Each record is to be duplicated exactly, with nothing added.

[DATA RECORDS Boundary: Start]

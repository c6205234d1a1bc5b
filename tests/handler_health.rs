mod common;

use axum_test::TestServer;

#[tokio::test]
async fn test_index_greeting() {
    let (state, _repo) = common::create_test_state();
    let server = TestServer::new(common::create_test_app(state)).unwrap();

    let response = server.get("/").await;

    response.assert_status_ok();
    response.assert_text("Hello from Server..");
}

#[tokio::test]
async fn test_health_endpoint_success() {
    let (state, _repo) = common::create_test_state();
    let server = TestServer::new(common::create_test_app(state)).unwrap();

    let response = server.get("/health").await;

    response.assert_status_ok();

    let json = response.json::<serde_json::Value>();
    assert_eq!(json["status"], "healthy");
    assert_eq!(json["checks"]["store"]["status"], "ok");
    assert!(json.get("version").is_some());
}
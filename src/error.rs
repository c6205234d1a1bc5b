//! Error types shared across the store, service and HTTP layers.
//!
//! - [`StoreError`] is what a [`crate::domain::repositories::UrlMappingRepository`]
//!   reports. `DuplicateKey` is expected during allocation and recovered there.
//! - [`AppError`] is what services and handlers return. It renders as
//!   `{ "error": { "code", "message", "details" } }` with a matching status code.

use axum::{
    Json,
    http::{HeaderValue, StatusCode, header},
    response::{IntoResponse, Response},
};
use serde::Serialize;
use serde_json::{Value, json};
use thiserror::Error;
use validator::ValidationErrors;

/// Failure reported by a mapping store.
#[derive(Debug, Error)]
pub enum StoreError {
    /// A uniqueness constraint rejected the write. Carries the constraint name.
    #[error("duplicate key violates constraint `{0}`")]
    DuplicateKey(String),

    #[error("record not found")]
    NotFound,

    /// Connection, query or driver failure.
    #[error("store unavailable: {0}")]
    Unavailable(String),
}

impl From<sqlx::Error> for StoreError {
    fn from(e: sqlx::Error) -> Self {
        if let Some(db) = e.as_database_error()
            && db.is_unique_violation()
        {
            return StoreError::DuplicateKey(db.constraint().unwrap_or("unknown").to_string());
        }

        match e {
            sqlx::Error::RowNotFound => StoreError::NotFound,
            other => StoreError::Unavailable(other.to_string()),
        }
    }
}

#[derive(Serialize)]
struct ErrorBody {
    error: ErrorInfo,
}

/// Machine-readable error payload.
#[derive(Debug, Clone, Serialize)]
pub struct ErrorInfo {
    pub code: &'static str,
    pub message: String,
    pub details: Value,
}

/// Application-level error surfaced to HTTP clients.
#[derive(Debug, Error)]
pub enum AppError {
    #[error("{message}")]
    Validation { message: String, details: Value },

    #[error("{message}")]
    Unauthorized { message: String, details: Value },

    #[error("{message}")]
    NotFound { message: String, details: Value },

    #[error("{message}")]
    AllocationExhausted { message: String, details: Value },

    #[error("{message}")]
    StoreUnavailable { message: String, details: Value },

    #[error("{message}")]
    Internal { message: String, details: Value },
}

impl AppError {
    pub fn bad_request(message: impl Into<String>, details: Value) -> Self {
        Self::Validation {
            message: message.into(),
            details,
        }
    }

    pub fn unauthorized(message: impl Into<String>, details: Value) -> Self {
        Self::Unauthorized {
            message: message.into(),
            details,
        }
    }

    pub fn not_found(message: impl Into<String>, details: Value) -> Self {
        Self::NotFound {
            message: message.into(),
            details,
        }
    }

    pub fn allocation_exhausted(message: impl Into<String>, details: Value) -> Self {
        Self::AllocationExhausted {
            message: message.into(),
            details,
        }
    }

    pub fn store_unavailable(message: impl Into<String>, details: Value) -> Self {
        Self::StoreUnavailable {
            message: message.into(),
            details,
        }
    }

    pub fn internal(message: impl Into<String>, details: Value) -> Self {
        Self::Internal {
            message: message.into(),
            details,
        }
    }

    /// HTTP status code for this error.
    pub fn status_code(&self) -> StatusCode {
        match self {
            AppError::Validation { .. } => StatusCode::BAD_REQUEST,
            AppError::Unauthorized { .. } => StatusCode::UNAUTHORIZED,
            AppError::NotFound { .. } => StatusCode::NOT_FOUND,
            AppError::AllocationExhausted { .. }
            | AppError::StoreUnavailable { .. }
            | AppError::Internal { .. } => StatusCode::INTERNAL_SERVER_ERROR,
        }
    }

    /// Stable error code string used in JSON bodies.
    pub fn code(&self) -> &'static str {
        match self {
            AppError::Validation { .. } => "validation_error",
            AppError::Unauthorized { .. } => "unauthorized",
            AppError::NotFound { .. } => "not_found",
            AppError::AllocationExhausted { .. } => "allocation_exhausted",
            AppError::StoreUnavailable { .. } => "store_unavailable",
            AppError::Internal { .. } => "internal_error",
        }
    }

    pub fn to_error_info(&self) -> ErrorInfo {
        let (message, details) = match self {
            AppError::Validation { message, details }
            | AppError::Unauthorized { message, details }
            | AppError::NotFound { message, details }
            | AppError::AllocationExhausted { message, details }
            | AppError::StoreUnavailable { message, details }
            | AppError::Internal { message, details } => (message.clone(), details.clone()),
        };

        ErrorInfo {
            code: self.code(),
            message,
            details,
        }
    }
}

impl IntoResponse for AppError {
    fn into_response(self) -> Response {
        let status = self.status_code();
        let info = self.to_error_info();

        if status.is_server_error() {
            tracing::error!(
                code = info.code,
                details = %info.details,
                "{}",
                info.message
            );
        }

        let mut response = (status, Json(ErrorBody { error: info })).into_response();

        if status == StatusCode::UNAUTHORIZED {
            response
                .headers_mut()
                .insert(header::WWW_AUTHENTICATE, HeaderValue::from_static("Bearer"));
        }

        response
    }
}

impl From<ValidationErrors> for AppError {
    fn from(errors: ValidationErrors) -> Self {
        AppError::bad_request("Validation failed", json!(errors))
    }
}

impl From<StoreError> for AppError {
    fn from(e: StoreError) -> Self {
        match e {
            StoreError::NotFound => AppError::not_found("Record not found", json!({})),
            StoreError::DuplicateKey(constraint) => AppError::internal(
                "Unexpected unique constraint violation",
                json!({ "constraint": constraint }),
            ),
            StoreError::Unavailable(reason) => {
                AppError::store_unavailable("Storage error", json!({ "reason": reason }))
            }
        }
    }
}
//! HTTP request handlers for API endpoints.
//!
//! Each handler module corresponds to a logical grouping of endpoints.

pub mod all_urls;
pub mod generate;
pub mod health;
pub mod redirect;

pub use all_urls::all_urls_handler;
pub use generate::generate_handler;
pub use health::{health_handler, index_handler};
pub use redirect::redirect_handler;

[DATA RECORDS Boundary: End]

TASK RESPONSE.
repository c6205234d1a1bc5b
filename tests/handler_health.rs
mod common;

use axum_test::TestServer;

#[tokio::test]
async fn test_index_greeting() {
    let (state, _repo) = common::create_test_state();
    let server = TestServer::new(common::create_test_app(state)).unwrap();

    let response = server.get("/").await;

    response.assert_status_ok();
    response.assert_text("Hello from Server..");
}

#[tokio::test]
async fn test_health_endpoint_success() {
    let (state, _repo) = common::create_test_state();
    let server = TestServer::new(common::create_test_app(state)).unwrap();

    let response = server.get("/health").await;

    response.assert_status_ok();

    let json = response.json::<serde_json::Value>();
    assert_eq!(json["status"], "healthy");
    assert_eq!(json["checks"]["store"]["status"], "ok");
    assert!(json.get("version").is_some());
}
filename src/error.rs
repository c6205234d1a1bc5b
//! Error types shared across the store, service and HTTP layers.
//!
//! - [`StoreError`] is what a [`crate::domain::repositories::UrlMappingRepository`]
//!   reports. `DuplicateKey` is expected during allocation and recovered there.
//! - [`AppError`] is what services and handlers return. It renders as
//!   `{ "error": { "code", "message", "details" } }` with a matching status code.

use axum::{
    Json,
    http::{HeaderValue, StatusCode, header},
    response::{IntoResponse, Response},
};
use serde::Serialize;
use serde_json::{Value, json};
use thiserror::Error;
use validator::ValidationErrors;

/// Failure reported by a mapping store.
#[derive(Debug, Error)]
pub enum StoreError {
    /// A uniqueness constraint rejected the write. Carries the constraint name.
    #[error("duplicate key violates constraint `{0}`")]
    DuplicateKey(String),

    #[error("record not found")]
    NotFound,

    /// Connection, query or driver failure.
    #[error("store unavailable: {0}")]
    Unavailable(String),
}

impl From<sqlx::Error> for StoreError {
    fn from(e: sqlx::Error) -> Self {
        if let Some(db) = e.as_database_error()
            && db.is_unique_violation()
        {
            return StoreError::DuplicateKey(db.constraint().unwrap_or("unknown").to_string());
        }

        match e {
            sqlx::Error::RowNotFound => StoreError::NotFound,
            other => StoreError::Unavailable(other.to_string()),
        }
    }
}

#[derive(Serialize)]
struct ErrorBody {
    error: ErrorInfo,
}

/// Machine-readable error payload.
#[derive(Debug, Clone, Serialize)]
pub struct ErrorInfo {
    pub code: &'static str,
    pub message: String,
    pub details: Value,
}

/// Application-level error surfaced to HTTP clients.
#[derive(Debug, Error)]
pub enum AppError {
    #[error("{message}")]
    Validation { message: String, details: Value },

    #[error("{message}")]
    Unauthorized { message: String, details: Value },

    #[error("{message}")]
    NotFound { message: String, details: Value },

    #[error("{message}")]
    AllocationExhausted { message: String, details: Value },

    #[error("{message}")]
    StoreUnavailable { message: String, details: Value },

    #[error("{message}")]
    Internal { message: String, details: Value },
}

impl AppError {
    pub fn bad_request(message: impl Into<String>, details: Value) -> Self {
        Self::Validation {
            message: message.into(),
            details,
        }
    }

    pub fn unauthorized(message: impl Into<String>, details: Value) -> Self {
        Self::Unauthorized {
            message: message.into(),
            details,
        }
    }

    pub fn not_found(message: impl Into<String>, details: Value) -> Self {
        Self::NotFound {
            message: message.into(),
            details,
        }
    }

    pub fn allocation_exhausted(message: impl Into<String>, details: Value) -> Self {
        Self::AllocationExhausted {
            message: message.into(),
            details,
        }
    }

    pub fn store_unavailable(message: impl Into<String>, details: Value) -> Self {
        Self::StoreUnavailable {
            message: message.into(),
            details,
        }
    }

    pub fn internal(message: impl Into<String>, details: Value) -> Self {
        Self::Internal {
            message: message.into(),
            details,
        }
    }

    /// HTTP status code for this error.
    pub fn status_code(&self) -> StatusCode {
        match self {
            AppError::Validation { .. } => StatusCode::BAD_REQUEST,
            AppError::Unauthorized { .. } => StatusCode::UNAUTHORIZED,
            AppError::NotFound { .. } => StatusCode::NOT_FOUND,
            AppError::AllocationExhausted { .. }
            | AppError::StoreUnavailable { .. }
            | AppError::Internal { .. } => StatusCode::INTERNAL_SERVER_ERROR,
        }
    }

    /// Stable error code string used in JSON bodies.
    pub fn code(&self) -> &'static str {
        match self {
            AppError::Validation { .. } => "validation_error",
            AppError::Unauthorized { .. } => "unauthorized",
            AppError::NotFound { .. } => "not_found",
            AppError::AllocationExhausted { .. } => "allocation_exhausted",
            AppError::StoreUnavailable { .. } => "store_unavailable",
            AppError::Internal { .. } => "internal_error",
        }
    }

    pub fn to_error_info(&self) -> ErrorInfo {
        let (message, details) = match self {
            AppError::Validation { message, details }
            | AppError::Unauthorized { message, details }
            | AppError::NotFound { message, details }
            | AppError::AllocationExhausted { message, details }
            | AppError::StoreUnavailable { message, details }
            | AppError::Internal { message, details } => (message.clone(), details.clone()),
        };

        ErrorInfo {
            code: self.code(),
            message,
            details,
        }
    }
}

impl IntoResponse for AppError {
    fn into_response(self) -> Response {
        let status = self.status_code();
        let info = self.to_error_info();

        if status.is_server_error() {
            tracing::error!(
                code = info.code,
                details = %info.details,
                "{}",
                info.message
            );
        }

        let mut response = (status, Json(ErrorBody { error: info })).into_response();

        if status == StatusCode::UNAUTHORIZED {
            response
                .headers_mut()
                .insert(header::WWW_AUTHENTICATE, HeaderValue::from_static("Bearer"));
        }

        response
    }
}

impl From<ValidationErrors> for AppError {
    fn from(errors: ValidationErrors) -> Self {
        AppError::bad_request("Validation failed", json!(errors))
    }
}

impl From<StoreError> for AppError {
    fn from(e: StoreError) -> Self {
        match e {
            StoreError::NotFound => AppError::not_found("Record not found", json!({})),
            StoreError::DuplicateKey(constraint) => AppError::internal(
                "Unexpected unique constraint violation",
                json!({ "constraint": constraint }),
            ),
            StoreError::Unavailable(reason) => {
                AppError::store_unavailable("Storage error", json!({ "reason": reason }))
            }
        }
    }
}
//! HTTP request handlers for API endpoints.
//!
//! Each handler module corresponds to a logical grouping of endpoints.

pub mod all_urls;
pub mod generate;
pub mod health;
pub mod redirect;

pub use all_urls::all_urls_handler;
pub use generate::generate_handler;
pub use health::{health_handler, index_handler};
pub use redirect::redirect_handler;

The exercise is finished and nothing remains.